Mediziner scheinen hier ohnehin sehr gefragt zu sein. Bauunternehmer Richard "Mörtel" Lugner, 85, hat gleich vier von ihnen in seiner Loge, drei davon seien, so erklärt er gerne, Schönheitsoperateure. Auch sein diesjähriger Einkauf, die Schauspielerin Melanie Griffith, 60, die mal mit Don Johnson und Antonio Banderas verheiratet war, ist mit dem ein oder anderen Lugnerschen Mediziner gut bekannt, wie sie sagt. In der Mitarbeiterkantine sprechen die ORF-Kommentatoren Wagner-Trenkwitz und Hohenlohe in diesem Zusammenhang von Lugners "rascher Eingreiftruppe, für den Fall, dass einem mal ein Körperteil herunterfällt".

Überhaupt sind viele bekannte Gesichter da, Harald Glööckler, Jens Spahn, der neue Hoffnungsträger der CDU. Und dieser schlanke, große, wichtige deutsche Medienmanager. Und der ehemalige deutsche Arbeitgeberpräsident.

Nur die Sache der rechtspopulistischen FPÖ scheint die Veranstaltung nicht zu sein. Eine einzige Ministerin haben sie geschickt. Vizekanzler Strache twittert am Abend ein Kerzenlicht-Foto aus dem Ski-Urlaub mit Ehefrau Philippa. Dazu schreibt er: "Kontrastprogramm".

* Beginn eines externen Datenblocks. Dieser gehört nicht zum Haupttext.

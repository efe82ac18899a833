//! Static catalog of downloadable Whisper models.

/// Metadata for one catalog model.
#[derive(Debug, Clone, PartialEq, Eq)]
pub struct ModelInfo {
    /// Model identifier ("tiny.en", "base", "large-v3-turbo", ...).
    pub name: &'static str,
    /// Approximate download size in megabytes.
    pub size_mb: u32,
    /// SHA-1 checksum of the ggml file, as published by whisper.cpp.
    pub sha1: &'static str,
    /// Whether this model only understands English.
    pub english_only: bool,
}

impl ModelInfo {
    /// Download URL on HuggingFace.
    pub fn url(&self) -> String {
        format!(
            "https://huggingface.co/ggerganov/whisper.cpp/resolve/main/ggml-{}.bin",
            self.name
        )
    }
}

/// Available models, smallest to largest. The `.en` variants are faster and
/// slightly more accurate for English-only audio.
pub const MODELS: &[ModelInfo] = &[
    ModelInfo {
        name: "tiny.en",
        size_mb: 75,
        sha1: "c78c86eb1a8faa21b369bcd33207cc90d64ae9df",
        english_only: true,
    },
    ModelInfo {
        name: "tiny",
        size_mb: 75,
        sha1: "bd577a113a864445d4c299885e0cb97d4ba92b5f",
        english_only: false,
    },
    ModelInfo {
        name: "base.en",
        size_mb: 142,
        sha1: "137c40403d78fd54d454da0f9bd998f78703390c",
        english_only: true,
    },
    ModelInfo {
        name: "base",
        size_mb: 142,
        sha1: "465707469ff3a37a2b9b8d8f89f2f99de7299dac",
        english_only: false,
    },
    ModelInfo {
        name: "small.en",
        size_mb: 466,
        sha1: "db8a495a91d927739e50b3fc1cc4c6b8f6c2d022",
        english_only: true,
    },
    ModelInfo {
        name: "small",
        size_mb: 466,
        sha1: "55356645c2b361a969dfd0ef2c5a50d530afd8d5",
        english_only: false,
    },
    ModelInfo {
        name: "medium.en",
        size_mb: 1533,
        sha1: "8c30f0e44ce9560643ebd10bbe50cd20eafd3723",
        english_only: true,
    },
    ModelInfo {
        name: "medium",
        size_mb: 1533,
        sha1: "fd9727b6e1217c2f614f9b698455c4ffd82463b4",
        english_only: false,
    },
    ModelInfo {
        name: "large-v3",
        size_mb: 3094,
        sha1: "ad82bf6a9043ceed055076d0fd39f5f186ff8062",
        english_only: false,
    },
    ModelInfo {
        name: "large-v3-turbo",
        size_mb: 1624,
        sha1: "4af2b29d7ec73d781377bfd1758ca957a807e941",
        english_only: false,
    },
];

/// Resolve user-facing aliases to catalog names.
pub fn resolve_name(name: &str) -> &str {
    match name {
        "large" => "large-v3-turbo",
        other => other,
    }
}

/// Find a model by name (after alias resolution).
pub fn get_model(name: &str) -> Option<&'static ModelInfo> {
    let resolved = resolve_name(name);
    MODELS.iter().find(|m| m.name == resolved)
}

pub fn list_models() -> &'static [ModelInfo] {
    MODELS
}
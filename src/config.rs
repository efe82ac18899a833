use crate::defaults;
use crate::error::{LivecapError, Result};
use serde::{Deserialize, Serialize};
use std::fs;
use std::path::{Path, PathBuf};

/// Root configuration structure
#[derive(Debug, Clone, Serialize, Deserialize, PartialEq, Default)]
#[serde(default)]
pub struct Config {
    pub audio: AudioConfig,
    pub caption: CaptionConfig,
    pub stt: SttConfig,
}

/// Audio capture configuration
#[derive(Debug, Clone, Serialize, Deserialize, PartialEq)]
#[serde(default)]
pub struct AudioConfig {
    /// Device index (numeric string) or name substring; None picks the
    /// best default input device.
    pub device: Option<String>,
    pub sample_rate: u32,
    pub channels: u16,
}

/// Windowing and cadence configuration
#[derive(Debug, Clone, Serialize, Deserialize, PartialEq)]
#[serde(default)]
pub struct CaptionConfig {
    pub window_seconds: u32,
    pub interval_secs: f32,
    pub silence_threshold: f32,
}

/// Speech-to-text configuration
#[derive(Debug, Clone, Serialize, Deserialize, PartialEq)]
#[serde(default)]
pub struct SttConfig {
    pub model: String,
    pub language: String,
}

impl Default for AudioConfig {
    fn default() -> Self {
        Self {
            device: None,
            sample_rate: defaults::SAMPLE_RATE,
            channels: defaults::CHANNEL_COUNT,
        }
    }
}

impl Default for CaptionConfig {
    fn default() -> Self {
        Self {
            window_seconds: defaults::WINDOW_SECONDS,
            interval_secs: defaults::TRANSCRIBE_INTERVAL_SECS,
            silence_threshold: defaults::SILENCE_THRESHOLD,
        }
    }
}

impl Default for SttConfig {
    fn default() -> Self {
        Self {
            model: defaults::DEFAULT_MODEL.to_string(),
            language: defaults::DEFAULT_LANGUAGE.to_string(),
        }
    }
}

impl Config {
    /// Load configuration from a TOML file
    ///
    /// Returns an error if the file contains invalid TOML.
    /// Missing fields will use default values.
    pub fn load(path: &Path) -> anyhow::Result<Self> {
        let contents = fs::read_to_string(path)?;
        let config: Config = toml::from_str(&contents)?;
        Ok(config)
    }

    /// Load configuration from a file or return defaults if file doesn't exist
    ///
    /// Only returns defaults if the file is missing.
    /// Returns errors for invalid TOML.
    pub fn load_or_default(path: &Path) -> Self {
        match Self::load(path) {
            Ok(config) => config,
            Err(e) => {
                if e.downcast_ref::<std::io::Error>()
                    .map(|io_err| io_err.kind() == std::io::ErrorKind::NotFound)
                    .unwrap_or(false)
                {
                    Self::default()
                } else {
                    // Re-panic on invalid TOML or other errors
                    panic!("Failed to load config from {}: {}", path.display(), e);
                }
            }
        }
    }

    /// Apply environment variable overrides
    ///
    /// Supported environment variables:
    /// - LIVECAP_MODEL → stt.model
    /// - LIVECAP_LANGUAGE → stt.language
    /// - LIVECAP_AUDIO_DEVICE → audio.device
    pub fn with_env_overrides(mut self) -> Self {
        if let Ok(model) = std::env::var("LIVECAP_MODEL")
            && !model.is_empty()
        {
            self.stt.model = model;
        }

        if let Ok(language) = std::env::var("LIVECAP_LANGUAGE")
            && !language.is_empty()
        {
            self.stt.language = language;
        }

        if let Ok(device) = std::env::var("LIVECAP_AUDIO_DEVICE")
            && !device.is_empty()
        {
            self.audio.device = Some(device);
        }

        self
    }

    /// Check every value against its allowed range.
    ///
    /// Called once at startup; an out-of-range value is a hard error rather
    /// than something to clamp silently.
    pub fn validate(&self) -> Result<()> {
        if self.audio.sample_rate == 0 {
            return Err(LivecapError::ConfigInvalidValue {
                field: "audio.sample_rate",
                message: "must be non-zero".to_string(),
            });
        }
        if !(1..=2).contains(&self.audio.channels) {
            return Err(LivecapError::ConfigInvalidValue {
                field: "audio.channels",
                message: format!("must be 1 or 2, got {}", self.audio.channels),
            });
        }
        let window_range = defaults::MIN_WINDOW_SECONDS..=defaults::MAX_WINDOW_SECONDS;
        if !window_range.contains(&self.caption.window_seconds) {
            return Err(LivecapError::ConfigInvalidValue {
                field: "caption.window_seconds",
                message: format!(
                    "must be between {} and {}, got {}",
                    defaults::MIN_WINDOW_SECONDS,
                    defaults::MAX_WINDOW_SECONDS,
                    self.caption.window_seconds
                ),
            });
        }
        if self.caption.interval_secs < defaults::MIN_TRANSCRIBE_INTERVAL_SECS
            || self.caption.interval_secs > defaults::MAX_TRANSCRIBE_INTERVAL_SECS
        {
            return Err(LivecapError::ConfigInvalidValue {
                field: "caption.interval_secs",
                message: format!(
                    "must be between {} and {}, got {}",
                    defaults::MIN_TRANSCRIBE_INTERVAL_SECS,
                    defaults::MAX_TRANSCRIBE_INTERVAL_SECS,
                    self.caption.interval_secs
                ),
            });
        }
        if !self.caption.silence_threshold.is_finite() || self.caption.silence_threshold < 0.0 {
            return Err(LivecapError::ConfigInvalidValue {
                field: "caption.silence_threshold",
                message: format!(
                    "must be a non-negative number, got {}",
                    self.caption.silence_threshold
                ),
            });
        }
        if self.stt.model.is_empty() {
            return Err(LivecapError::ConfigInvalidValue {
                field: "stt.model",
                message: "must not be empty".to_string(),
            });
        }
        Ok(())
    }

    /// Get the default configuration file path
    ///
    /// Returns ~/.config/livecap/config.toml on Linux
    pub fn default_path() -> PathBuf {
        dirs::config_dir()
            .unwrap_or_else(|| PathBuf::from(".config"))
            .join("livecap")
            .join("config.toml")
    }
}
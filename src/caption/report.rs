//! Error reporting for the pipeline worker.
//!
//! Everything that goes wrong inside the caption loop is recoverable; the
//! reporter decides where those errors end up (stderr in production, a vec in
//! tests).

use crate::error::LivecapError;
use std::sync::{Arc, Mutex};

/// Receives non-fatal errors from pipeline stages.
pub trait ErrorReporter: Send + Sync {
    /// Reports an error from the named stage ("transcribe", "sink", "source").
    fn report(&self, stage: &str, error: &LivecapError);
}

/// Reporter that logs to stderr.
#[derive(Debug, Clone, Copy, Default)]
pub struct LogReporter;

impl ErrorReporter for LogReporter {
    fn report(&self, stage: &str, error: &LivecapError) {
        eprintln!("livecap [{}]: {}", stage, error);
    }
}

/// Reporter that collects errors for inspection in tests.
#[derive(Debug, Clone, Default)]
pub struct CollectingReporter {
    entries: Arc<Mutex<Vec<(String, String)>>>,
}

impl CollectingReporter {
    pub fn new() -> Self {
        Self::default()
    }

    /// (stage, message) pairs reported so far.
    pub fn entries(&self) -> Vec<(String, String)> {
        self.entries
            .lock()
            .unwrap_or_else(|poisoned| poisoned.into_inner())
            .clone()
    }
}

impl ErrorReporter for CollectingReporter {
    fn report(&self, stage: &str, error: &LivecapError) {
        self.entries
            .lock()
            .unwrap_or_else(|poisoned| poisoned.into_inner())
            .push((stage.to_string(), error.to_string()));
    }
}
use std::str::FromStr;
use std::time::Duration;

use async_trait::async_trait;
use thiserror::Error;

pub const DEFAULT_MARKER: &str = "xss<>";

const USER_AGENT: &str =
    "Mozilla/5.0 (Macintosh; Intel Mac OS X 10.15; rv:95.0) Gecko/20100101 Firefox/95.0";

/// What a single probe observed for one candidate url.
#[derive(Clone, Debug, PartialEq, Eq)]
pub enum ProbeOutcome {
    Vulnerable(String),
    Clean(String),
    Failed { url: String, cause: String },
}

impl ProbeOutcome {
    pub fn url(&self) -> &str {
        match self {
            ProbeOutcome::Vulnerable(url) => url,
            ProbeOutcome::Clean(url) => url,
            ProbeOutcome::Failed { url, .. } => url,
        }
    }

    pub fn is_vulnerable(&self) -> bool {
        matches!(self, ProbeOutcome::Vulnerable(_))
    }
}

/// Issues one request for a url and classifies the response.
///
/// Implementations must not retry and must not panic on transport errors,
/// those are reported as [`ProbeOutcome::Failed`].
#[async_trait]
pub trait Probe: Send + Sync {
    async fn probe(&self, url: &str) -> ProbeOutcome;
}

#[derive(Debug, Error)]
pub enum ClientBuildError {
    #[error("failed to setup proxy: {proxy}: {source}")]
    Proxy {
        proxy: String,
        #[source]
        source: reqwest::Error,
    },

    #[error("invalid header '{header}', expected 'Key: Value'")]
    Header { header: String },

    #[error("failed to build HTTP client: {source}")]
    Build {
        #[source]
        source: reqwest::Error,
    },
}

#[derive(Clone, Debug)]
pub struct ClientOptions {
    pub timeout_seconds: u64,
    pub proxy: Option<String>,
    pub header: Option<String>,
    pub follow_redirects: bool,
}

impl Default for ClientOptions {
    fn default() -> Self {
        Self {
            timeout_seconds: 10,
            proxy: None,
            header: None,
            follow_redirects: false,
        }
    }
}

fn parse_header(raw: &str) -> Option<(reqwest::header::HeaderName, reqwest::header::HeaderValue)> {
    let (key, value) = raw.split_once(':')?;
    let key = reqwest::header::HeaderName::from_str(key.trim()).ok()?;
    let value = reqwest::header::HeaderValue::from_str(value.trim()).ok()?;
    Some((key, value))
}

pub fn build_client(options: &ClientOptions) -> Result<reqwest::Client, ClientBuildError> {
    let mut headers = reqwest::header::HeaderMap::new();
    headers.insert(
        reqwest::header::USER_AGENT,
        reqwest::header::HeaderValue::from_static(USER_AGENT),
    );
    if let Some(raw) = options.header.as_deref().filter(|h| !h.trim().is_empty()) {
        let (key, value) = parse_header(raw).ok_or_else(|| ClientBuildError::Header {
            header: raw.to_string(),
        })?;
        headers.append(key, value);
    }

    let redirect_policy = if options.follow_redirects {
        reqwest::redirect::Policy::limited(10)
    } else {
        reqwest::redirect::Policy::none()
    };

    let mut builder = reqwest::Client::builder()
        .default_headers(headers)
        .redirect(redirect_policy)
        .timeout(Duration::from_secs(options.timeout_seconds.max(1)))
        .danger_accept_invalid_hostnames(true)
        .danger_accept_invalid_certs(true);

    if let Some(proxy) = options.proxy.as_deref().filter(|p| !p.trim().is_empty()) {
        let proxy = reqwest::Proxy::all(proxy).map_err(|e| ClientBuildError::Proxy {
            proxy: proxy.to_string(),
            source: e,
        })?;
        builder = builder.proxy(proxy);
    }

    builder
        .build()
        .map_err(|e| ClientBuildError::Build { source: e })
}

/// Probe backed by a real HTTP client, matching the marker as a plain substring.
#[derive(Clone, Debug)]
pub struct HttpProbe {
    client: reqwest::Client,
    marker: String,
}

impl HttpProbe {
    pub fn new(client: reqwest::Client, marker: impl Into<String>) -> Self {
        Self {
            client,
            marker: marker.into(),
        }
    }
}

#[async_trait]
impl Probe for HttpProbe {
    async fn probe(&self, url: &str) -> ProbeOutcome {
        let resp = match self.client.get(url).send().await {
            Ok(resp) => resp,
            Err(e) => {
                return ProbeOutcome::Failed {
                    url: url.to_string(),
                    cause: e.to_string(),
                }
            }
        };
        let body = match resp.text().await {
            Ok(body) => body,
            Err(e) => {
                return ProbeOutcome::Failed {
                    url: url.to_string(),
                    cause: format!("failed to read body: {e}"),
                }
            }
        };
        classify(url, &body, &self.marker)
    }
}

pub fn classify(url: &str, body: &str, marker: &str) -> ProbeOutcome {
    if body.contains(marker) {
        ProbeOutcome::Vulnerable(url.to_string())
    } else {
        ProbeOutcome::Clean(url.to_string())
    }
}
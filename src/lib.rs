pub mod aggregator;
pub mod app;
pub mod cli;
pub mod config;
pub mod harvest;
pub mod output;
pub mod pool;
pub mod probe;
pub mod progress;
pub mod queue;
pub mod runner;
pub mod utils;

#[cfg(test)]
mod tests;
/// Renders help for the subcommand named on the command line, or the top level.
fn help_for(argv: &[String]) -> String {
    let mut cmd = CliArgs::command();
    cmd.build();
    let name = cmd.get_name().to_string();
    let sub = argv
        .iter()
        .skip(1)
        .find_map(|a| cmd.find_subcommand(a.as_str()).cloned());
    match sub {
        Some(sub) => {
            let usage = format!("{name} {}", sub.get_name());
            render_custom_help(&sub, &usage)
        }
        None => render_custom_help(&cmd, &name),
    }
}

#[derive(Clone, Debug)]
struct ScanRun {
    options: Options,
    format: OutputFormat,
    silent: bool,
    no_color: bool,
}

fn build_scan_config(args: ScanArgs, no_color: bool, cfg: ConfigFile) -> Result<ScanRun, String> {
    validation::validate_scan(&args)?;

    let wordlist = args
        .wordlist
        .or(cfg.wordlist)
        .filter(|w| !w.trim().is_empty())
        .ok_or_else(|| "a wordlist is required (-w/--wordlist)".to_string())?;

    let marker = args
        .marker
        .or(cfg.marker)
        .unwrap_or_else(|| probe::DEFAULT_MARKER.to_string());
    if marker.is_empty() {
        return Err("marker must not be empty".to_string());
    }

    let workers = args.threads.or(cfg.threads).unwrap_or(10);
    if workers == 0 {
        return Err("invalid threads, expected at least 1".to_string());
    }
    let timeout_seconds = args.timeout.or(cfg.timeout).unwrap_or(10);
    let rate = args.rate.or(cfg.rate).filter(|r| *r > 0);
    let proxy = args.proxy.or(cfg.proxy).filter(|p| !p.trim().is_empty());
    let header = args.header.or(cfg.header).filter(|h| !h.trim().is_empty());
    let follow_redirects = args.follow_redirects || cfg.follow_redirects.unwrap_or(false);
    let output = args.output.or(cfg.output).filter(|o| !o.trim().is_empty());
    let verbose = if args.verbose > 0 {
        args.verbose
    } else {
        cfg.verbose.unwrap_or(0)
    };
    let silent = args.silent || cfg.silent.unwrap_or(false);

    let format = if args.json {
        OutputFormat::Json
    } else {
        let raw = args
            .output_format
            .or(cfg.output_format)
            .unwrap_or_else(|| "text".to_string());
        OutputFormat::parse(&raw)
            .ok_or_else(|| format!("invalid output format '{raw}', expected text or json"))?
    };

    Ok(ScanRun {
        options: Options {
            candidates: CandidateSource::FilePath(config::expand_tilde_string(&wordlist)),
            output,
            marker,
            workers,
            timeout_seconds,
            proxy,
            header,
            follow_redirects,
            rate,
            verbose,
            show_progress: !silent,
        },
        format,
        silent,
        no_color: no_color || cfg.no_color.unwrap_or(false),
    })
}

#[derive(Clone, Debug)]
struct HarvestRun {
    domain: Option<String>,
    list: Option<String>,
    options: HarvestOptions,
    no_color: bool,
}

fn build_harvest_config(
    args: HarvestArgs,
    no_color: bool,
    cfg: ConfigFile,
) -> Result<HarvestRun, String> {
    validation::validate_harvest(&args)?;

    let domain = args.domain.filter(|d| !d.trim().is_empty());
    let list = args.list.filter(|l| !l.trim().is_empty());
    if domain.is_none() && list.is_none() {
        return Err("please provide a domain (-d) or a list of domains (-l)".to_string());
    }

    let harvest_cfg = cfg.harvest;
    let extensions = match args.extensions.or(harvest_cfg.extensions) {
        Some(raw) => utils::parse_extensions_csv(&raw)
            .map_err(|e| format!("invalid extensions '{raw}': {e}"))?,
        None => utils::default_extensions(),
    };
    let placeholder = args
        .placeholder
        .or(harvest_cfg.placeholder)
        .unwrap_or_else(|| probe::DEFAULT_MARKER.to_string());
    if placeholder.is_empty() {
        return Err("placeholder must not be empty".to_string());
    }
    let proxy = args
        .proxy
        .or(harvest_cfg.proxy)
        .or(cfg.proxy)
        .filter(|p| !p.trim().is_empty());
    let output_dir = args
        .output_dir
        .or(harvest_cfg.output_dir)
        .map(|d| config::expand_tilde_string(&d))
        .unwrap_or_else(|| "results".to_string());
    let stream = args.stream || harvest_cfg.stream.unwrap_or(false);

    Ok(HarvestRun {
        domain,
        list,
        options: HarvestOptions {
            extensions,
            placeholder,
            proxy,
            stream,
            output_dir,
            ..HarvestOptions::default()
        },
        no_color: no_color || cfg.no_color.unwrap_or(false),
    })
}
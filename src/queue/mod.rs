use std::fmt;
use std::sync::atomic::{AtomicUsize, Ordering};
use std::sync::Arc;

// the Candidate struct is a single url waiting to be probed
#[derive(Clone, Debug, PartialEq, Eq)]
pub struct Candidate {
    pub url: String,
}

impl Candidate {
    pub fn new(url: impl Into<String>) -> Self {
        Self { url: url.into() }
    }
}

/// Producer side of the work queue.
///
/// Candidates can only be added while this value is alive; [`WorkQueue::seal`]
/// consumes it and hands back the claim side, so nothing can be enqueued once
/// workers are running.
pub struct WorkQueue {
    tx: spmc::Sender<Candidate>,
    rx: spmc::Receiver<Candidate>,
    pending: Arc<AtomicUsize>,
}

impl Default for WorkQueue {
    fn default() -> Self {
        Self::new()
    }
}

impl WorkQueue {
    pub fn new() -> Self {
        let (tx, rx) = spmc::channel::<Candidate>();
        Self {
            tx,
            rx,
            pending: Arc::new(AtomicUsize::new(0)),
        }
    }

    pub fn enqueue(&mut self, candidate: Candidate) {
        // the receiver half lives in self, so the channel can't be disconnected here
        if self.tx.send(candidate).is_ok() {
            self.pending.fetch_add(1, Ordering::SeqCst);
        }
    }

    pub fn len(&self) -> usize {
        self.pending.load(Ordering::SeqCst)
    }

    pub fn is_empty(&self) -> bool {
        self.len() == 0
    }

    /// Closes the producer side and returns the handle workers claim from.
    pub fn seal(self) -> ClaimQueue {
        let WorkQueue { tx, rx, pending } = self;
        drop(tx);
        ClaimQueue { rx, pending }
    }
}

impl fmt::Debug for WorkQueue {
    fn fmt(&self, f: &mut fmt::Formatter<'_>) -> fmt::Result {
        f.debug_struct("WorkQueue")
            .field("pending", &self.len())
            .finish()
    }
}

impl Extend<Candidate> for WorkQueue {
    fn extend<I: IntoIterator<Item = Candidate>>(&mut self, iter: I) {
        for candidate in iter {
            self.enqueue(candidate);
        }
    }
}

impl FromIterator<Candidate> for WorkQueue {
    fn from_iter<I: IntoIterator<Item = Candidate>>(iter: I) -> Self {
        let mut queue = WorkQueue::new();
        queue.extend(iter);
        queue
    }
}

/// Consumer side of a sealed work queue. Cheap to clone, one clone per worker.
#[derive(Clone)]
pub struct ClaimQueue {
    rx: spmc::Receiver<Candidate>,
    pending: Arc<AtomicUsize>,
}

impl ClaimQueue {
    /// Takes the next candidate, or `None` once the queue is drained.
    ///
    /// The producer is gone before any claim happens, so an empty channel is a
    /// final state rather than a transient one.
    pub fn try_claim(&self) -> Option<Candidate> {
        match self.rx.try_recv() {
            Ok(candidate) => {
                self.pending.fetch_sub(1, Ordering::SeqCst);
                Some(candidate)
            }
            Err(_) => None,
        }
    }

    pub fn len(&self) -> usize {
        self.pending.load(Ordering::SeqCst)
    }

    pub fn is_drained(&self) -> bool {
        self.len() == 0
    }
}

impl fmt::Debug for ClaimQueue {
    fn fmt(&self, f: &mut fmt::Formatter<'_>) -> fmt::Result {
        f.debug_struct("ClaimQueue")
            .field("pending", &self.len())
            .finish()
    }
}
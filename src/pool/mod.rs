use std::num::NonZeroU32;
use std::sync::Arc;

use futures::future::join_all;
use governor::clock::DefaultClock;
use governor::state::{InMemoryState, NotKeyed};
use governor::{Quota, RateLimiter};
use tokio::io::AsyncWrite;
use tokio::task::{self, JoinError};

use crate::aggregator::Aggregator;
use crate::probe::Probe;
use crate::queue::ClaimQueue;

pub type SharedLimiter = Arc<RateLimiter<NotKeyed, InMemoryState, DefaultClock>>;

pub fn build_limiter(rate: Option<u32>) -> Option<SharedLimiter> {
    let rate = NonZeroU32::new(rate?)?;
    Some(Arc::new(RateLimiter::direct(Quota::per_second(rate))))
}

// claim -> probe -> record until the queue runs dry; returns how many candidates
// this worker handled
pub async fn run_worker<P, W>(
    claims: ClaimQueue,
    probe: Arc<P>,
    aggregator: Arc<Aggregator<W>>,
    limiter: Option<SharedLimiter>,
) -> usize
where
    P: Probe + ?Sized,
    W: AsyncWrite + Unpin + Send,
{
    let mut handled = 0usize;
    loop {
        let Some(candidate) = claims.try_claim() else {
            break;
        };
        if let Some(lim) = limiter.as_ref() {
            lim.until_ready().await;
        }
        let outcome = probe.probe(&candidate.url).await;
        aggregator.record(outcome).await;
        handled += 1;
    }
    handled
}

/// Starts `workers` tasks over the same queue and waits for every one of them.
///
/// Returns the per-worker handled counts, in spawn order.
pub async fn run_pool<P, W>(
    workers: usize,
    claims: ClaimQueue,
    probe: Arc<P>,
    aggregator: Arc<Aggregator<W>>,
    limiter: Option<SharedLimiter>,
) -> Result<Vec<usize>, JoinError>
where
    P: Probe + ?Sized + 'static,
    W: AsyncWrite + Unpin + Send + 'static,
{
    let handles: Vec<_> = (0..workers.max(1))
        .map(|_| {
            task::spawn(run_worker(
                claims.clone(),
                probe.clone(),
                aggregator.clone(),
                limiter.clone(),
            ))
        })
        .collect();
    drop(claims);

    join_all(handles).await.into_iter().collect()
}
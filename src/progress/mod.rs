use std::fmt;

use colored::Colorize;
use indicatif::{ProgressBar, ProgressDrawTarget, ProgressStyle};

const SPINNER: [char; 4] = ['|', '/', '-', '\\'];

pub fn percentage(processed: usize, total: usize) -> f64 {
    if total == 0 {
        return 100.0;
    }
    (processed as f64 / total as f64) * 100.0
}

pub fn spinner_frame(processed: usize) -> char {
    SPINNER[processed % SPINNER.len()]
}

/// Single redrawn status line plus the log lines printed above it.
///
/// Every call is made while the aggregator lock is held, which keeps the line
/// and the log output from interleaving between workers.
#[derive(Clone)]
pub struct ProgressReporter {
    bar: ProgressBar,
    total: usize,
}

impl fmt::Debug for ProgressReporter {
    fn fmt(&self, f: &mut fmt::Formatter<'_>) -> fmt::Result {
        f.debug_struct("ProgressReporter")
            .field("total", &self.total)
            .finish()
    }
}

impl ProgressReporter {
    pub fn new(total: usize) -> Result<Self, String> {
        let bar = ProgressBar::new(total as u64);
        bar.set_draw_target(ProgressDrawTarget::stderr());
        bar.set_style(
            ProgressStyle::with_template(
                ":: Progress: {msg} :: [{pos}/{len}] :: Duration: [{elapsed_precise}]",
            )
            .map_err(|e| format!("failed to build progress bar style: {e}"))?,
        );
        let reporter = Self { bar, total };
        reporter.render(0);
        Ok(reporter)
    }

    pub fn hidden(total: usize) -> Self {
        Self {
            bar: ProgressBar::hidden(),
            total,
        }
    }

    pub fn total(&self) -> usize {
        self.total
    }

    pub fn render(&self, processed: usize) {
        self.bar.set_position(processed as u64);
        self.bar.set_message(format!(
            "{:.2}% {}",
            percentage(processed, self.total),
            spinner_frame(processed)
        ));
    }

    // a hidden bar swallows println; stderr keeps stdout free for the report
    pub fn println(&self, line: impl AsRef<str>) {
        if self.bar.is_hidden() {
            eprintln!("{}", line.as_ref());
        } else {
            self.bar.println(line);
        }
    }

    pub fn vulnerable(&self, url: &str) {
        self.println(format!("{}    {}", "[Vulnerable]".bold().red(), url));
    }

    pub fn clean(&self, url: &str) {
        self.println(format!("{} {}", "[Not Vulnerable]".bold().green(), url));
    }

    pub fn failed(&self, url: &str, cause: &str) {
        self.println(format!(
            "{}        {} {}",
            "[Failed]".bold().yellow(),
            url,
            format!("({cause})").dimmed()
        ));
    }

    pub fn warn(&self, message: &str) {
        self.println(crate::output::warn_line(message));
    }

    pub fn finish(&self) {
        self.bar.finish_and_clear();
    }
}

So rauscht die Nacht vorüber, "um fünf Uhr morgens fangen wir schon wieder an, abzubauen", stöhnt im ersten Stock Eventorganisator Klaus, während er ein Würstchen isst, das in Deutschland Wiener, in Wien aber Frankfurter heißt. "Wenn ich Glück habe, liege ich um 13 Uhr im Bett." Schon am Nachmittag gibts in der Staatsoper dann zwei Aufführungen mit Papageno in der "Zauberflöte für Kinder". Die bunten Vögel sterben eben niemals aus.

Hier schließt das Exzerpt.